## Listed entries
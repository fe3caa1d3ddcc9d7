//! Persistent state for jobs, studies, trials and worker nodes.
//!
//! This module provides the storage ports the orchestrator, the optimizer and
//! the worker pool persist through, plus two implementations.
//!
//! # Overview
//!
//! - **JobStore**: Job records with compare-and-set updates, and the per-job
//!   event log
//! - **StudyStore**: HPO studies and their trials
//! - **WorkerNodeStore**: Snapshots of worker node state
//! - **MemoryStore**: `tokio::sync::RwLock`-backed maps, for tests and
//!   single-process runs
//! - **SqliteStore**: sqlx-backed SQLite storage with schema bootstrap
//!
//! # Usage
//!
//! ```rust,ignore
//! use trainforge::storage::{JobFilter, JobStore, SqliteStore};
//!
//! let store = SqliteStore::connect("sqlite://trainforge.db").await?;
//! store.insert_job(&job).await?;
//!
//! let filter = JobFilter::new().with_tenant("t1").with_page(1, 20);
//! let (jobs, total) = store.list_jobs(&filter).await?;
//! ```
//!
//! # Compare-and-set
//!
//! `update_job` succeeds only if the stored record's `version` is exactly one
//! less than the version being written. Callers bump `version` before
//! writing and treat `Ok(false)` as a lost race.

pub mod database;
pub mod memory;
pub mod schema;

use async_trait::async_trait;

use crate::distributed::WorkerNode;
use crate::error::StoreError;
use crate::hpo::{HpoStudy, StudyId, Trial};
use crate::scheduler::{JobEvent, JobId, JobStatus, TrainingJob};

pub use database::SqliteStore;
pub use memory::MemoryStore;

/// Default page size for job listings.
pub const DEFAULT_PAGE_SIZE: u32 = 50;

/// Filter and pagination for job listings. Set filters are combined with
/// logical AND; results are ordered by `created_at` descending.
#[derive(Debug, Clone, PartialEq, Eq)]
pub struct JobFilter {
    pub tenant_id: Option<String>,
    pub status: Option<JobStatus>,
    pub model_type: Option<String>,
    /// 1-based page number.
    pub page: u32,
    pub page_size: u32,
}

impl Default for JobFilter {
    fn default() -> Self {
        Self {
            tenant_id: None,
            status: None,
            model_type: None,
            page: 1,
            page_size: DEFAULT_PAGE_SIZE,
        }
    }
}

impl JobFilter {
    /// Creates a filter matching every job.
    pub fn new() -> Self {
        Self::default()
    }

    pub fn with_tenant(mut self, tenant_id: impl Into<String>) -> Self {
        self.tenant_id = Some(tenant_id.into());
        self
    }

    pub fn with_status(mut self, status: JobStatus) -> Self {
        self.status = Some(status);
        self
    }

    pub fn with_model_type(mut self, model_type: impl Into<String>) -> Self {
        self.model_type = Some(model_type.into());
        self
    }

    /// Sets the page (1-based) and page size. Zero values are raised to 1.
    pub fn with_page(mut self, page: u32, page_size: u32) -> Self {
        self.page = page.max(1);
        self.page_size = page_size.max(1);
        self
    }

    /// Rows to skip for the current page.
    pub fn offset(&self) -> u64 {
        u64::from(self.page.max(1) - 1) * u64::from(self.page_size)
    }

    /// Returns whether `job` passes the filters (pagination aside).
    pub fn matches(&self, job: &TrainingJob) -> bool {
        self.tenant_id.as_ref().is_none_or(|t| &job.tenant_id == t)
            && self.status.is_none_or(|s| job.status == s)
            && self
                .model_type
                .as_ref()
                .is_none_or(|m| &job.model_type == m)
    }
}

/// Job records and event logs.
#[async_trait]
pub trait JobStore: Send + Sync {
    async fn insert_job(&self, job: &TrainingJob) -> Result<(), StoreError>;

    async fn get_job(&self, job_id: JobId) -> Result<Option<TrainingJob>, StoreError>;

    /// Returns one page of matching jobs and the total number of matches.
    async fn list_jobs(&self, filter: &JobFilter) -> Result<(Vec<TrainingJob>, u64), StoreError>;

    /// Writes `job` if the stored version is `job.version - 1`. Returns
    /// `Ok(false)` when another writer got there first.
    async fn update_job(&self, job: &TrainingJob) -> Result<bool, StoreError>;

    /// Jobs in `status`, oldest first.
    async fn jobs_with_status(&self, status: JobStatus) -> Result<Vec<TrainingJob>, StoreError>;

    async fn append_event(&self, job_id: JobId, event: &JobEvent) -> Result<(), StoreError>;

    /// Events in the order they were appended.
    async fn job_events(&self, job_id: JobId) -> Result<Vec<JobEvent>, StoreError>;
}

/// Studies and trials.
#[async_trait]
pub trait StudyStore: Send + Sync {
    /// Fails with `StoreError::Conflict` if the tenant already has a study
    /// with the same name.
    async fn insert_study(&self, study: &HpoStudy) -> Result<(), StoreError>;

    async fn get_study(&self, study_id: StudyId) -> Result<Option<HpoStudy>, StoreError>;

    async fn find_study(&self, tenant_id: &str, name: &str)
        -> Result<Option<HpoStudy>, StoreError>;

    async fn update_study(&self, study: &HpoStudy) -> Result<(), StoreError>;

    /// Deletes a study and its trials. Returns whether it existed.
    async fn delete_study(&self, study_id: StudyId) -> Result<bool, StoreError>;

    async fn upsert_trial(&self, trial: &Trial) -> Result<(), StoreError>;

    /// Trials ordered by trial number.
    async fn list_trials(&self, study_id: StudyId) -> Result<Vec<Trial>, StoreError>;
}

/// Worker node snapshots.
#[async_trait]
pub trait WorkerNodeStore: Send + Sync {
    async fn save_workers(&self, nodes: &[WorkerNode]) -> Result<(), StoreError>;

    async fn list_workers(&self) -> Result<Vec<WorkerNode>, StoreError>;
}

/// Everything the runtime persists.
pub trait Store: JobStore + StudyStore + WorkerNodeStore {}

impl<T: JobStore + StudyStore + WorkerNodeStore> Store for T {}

## What needs to be done
Output the records exactly, so that each line matches what was given.

## Result of this exercise
repository fe3caa1d3ddcc9d7
//! Persistent state for jobs, studies, trials and worker nodes.
//!
//! This module provides the storage ports the orchestrator, the optimizer and
//! the worker pool persist through, plus two implementations.
//!
//! # Overview
//!
//! - **JobStore**: Job records with compare-and-set updates, and the per-job
//!   event log
//! - **StudyStore**: HPO studies and their trials
//! - **WorkerNodeStore**: Snapshots of worker node state
//! - **MemoryStore**: `tokio::sync::RwLock`-backed maps, for tests and
//!   single-process runs
//! - **SqliteStore**: sqlx-backed SQLite storage with schema bootstrap
//!
//! # Usage
//!
//! ```rust,ignore
//! use trainforge::storage::{JobFilter, JobStore, SqliteStore};
//!
//! let store = SqliteStore::connect("sqlite://trainforge.db").await?;
//! store.insert_job(&job).await?;
//!
//! let filter = JobFilter::new().with_tenant("t1").with_page(1, 20);
//! let (jobs, total) = store.list_jobs(&filter).await?;
//! ```
//!
//! # Compare-and-set
//!
//! `update_job` succeeds only if the stored record's `version` is exactly one
//! less than the version being written. Callers bump `version` before
//! writing and treat `Ok(false)` as a lost race.

pub mod database;
pub mod memory;
pub mod schema;

use async_trait::async_trait;

use crate::distributed::WorkerNode;
use crate::error::StoreError;
use crate::hpo::{HpoStudy, StudyId, Trial};
use crate::scheduler::{JobEvent, JobId, JobStatus, TrainingJob};

pub use database::SqliteStore;
pub use memory::MemoryStore;

/// Default page size for job listings.
pub const DEFAULT_PAGE_SIZE: u32 = 50;

/// Filter and pagination for job listings. Set filters are combined with
/// logical AND; results are ordered by `created_at` descending.
#[derive(Debug, Clone, PartialEq, Eq)]
pub struct JobFilter {
    pub tenant_id: Option<String>,
    pub status: Option<JobStatus>,
    pub model_type: Option<String>,
    /// 1-based page number.
    pub page: u32,
    pub page_size: u32,
}

impl Default for JobFilter {
    fn default() -> Self {
        Self {
            tenant_id: None,
            status: None,
            model_type: None,
            page: 1,
            page_size: DEFAULT_PAGE_SIZE,
        }
    }
}

impl JobFilter {
    /// Creates a filter matching every job.
    pub fn new() -> Self {
        Self::default()
    }

    pub fn with_tenant(mut self, tenant_id: impl Into<String>) -> Self {
        self.tenant_id = Some(tenant_id.into());
        self
    }

    pub fn with_status(mut self, status: JobStatus) -> Self {
        self.status = Some(status);
        self
    }

    pub fn with_model_type(mut self, model_type: impl Into<String>) -> Self {
        self.model_type = Some(model_type.into());
        self
    }

    /// Sets the page (1-based) and page size. Zero values are raised to 1.
    pub fn with_page(mut self, page: u32, page_size: u32) -> Self {
        self.page = page.max(1);
        self.page_size = page_size.max(1);
        self
    }

    /// Rows to skip for the current page.
    pub fn offset(&self) -> u64 {
        u64::from(self.page.max(1) - 1) * u64::from(self.page_size)
    }

    /// Returns whether `job` passes the filters (pagination aside).
    pub fn matches(&self, job: &TrainingJob) -> bool {
        self.tenant_id.as_ref().is_none_or(|t| &job.tenant_id == t)
            && self.status.is_none_or(|s| job.status == s)
            && self
                .model_type
                .as_ref()
                .is_none_or(|m| &job.model_type == m)
    }
}

/// Job records and event logs.
#[async_trait]
pub trait JobStore: Send + Sync {
    async fn insert_job(&self, job: &TrainingJob) -> Result<(), StoreError>;

    async fn get_job(&self, job_id: JobId) -> Result<Option<TrainingJob>, StoreError>;

    /// Returns one page of matching jobs and the total number of matches.
    async fn list_jobs(&self, filter: &JobFilter) -> Result<(Vec<TrainingJob>, u64), StoreError>;

    /// Writes `job` if the stored version is `job.version - 1`. Returns
    /// `Ok(false)` when another writer got there first.
    async fn update_job(&self, job: &TrainingJob) -> Result<bool, StoreError>;

    /// Jobs in `status`, oldest first.
    async fn jobs_with_status(&self, status: JobStatus) -> Result<Vec<TrainingJob>, StoreError>;

    async fn append_event(&self, job_id: JobId, event: &JobEvent) -> Result<(), StoreError>;

    /// Events in the order they were appended.
    async fn job_events(&self, job_id: JobId) -> Result<Vec<JobEvent>, StoreError>;
}

/// Studies and trials.
#[async_trait]
pub trait StudyStore: Send + Sync {
    /// Fails with `StoreError::Conflict` if the tenant already has a study
    /// with the same name.
    async fn insert_study(&self, study: &HpoStudy) -> Result<(), StoreError>;

    async fn get_study(&self, study_id: StudyId) -> Result<Option<HpoStudy>, StoreError>;

    async fn find_study(&self, tenant_id: &str, name: &str)
        -> Result<Option<HpoStudy>, StoreError>;

    async fn update_study(&self, study: &HpoStudy) -> Result<(), StoreError>;

    /// Deletes a study and its trials. Returns whether it existed.
    async fn delete_study(&self, study_id: StudyId) -> Result<bool, StoreError>;

    async fn upsert_trial(&self, trial: &Trial) -> Result<(), StoreError>;

    /// Trials ordered by trial number.
    async fn list_trials(&self, study_id: StudyId) -> Result<Vec<Trial>, StoreError>;
}

/// Worker node snapshots.
#[async_trait]
pub trait WorkerNodeStore: Send + Sync {
    async fn save_workers(&self, nodes: &[WorkerNode]) -> Result<(), StoreError>;

    async fn list_workers(&self) -> Result<Vec<WorkerNode>, StoreError>;
}

/// Everything the runtime persists.
pub trait Store: JobStore + StudyStore + WorkerNodeStore {}

impl<T: JobStore + StudyStore + WorkerNodeStore> Store for T {}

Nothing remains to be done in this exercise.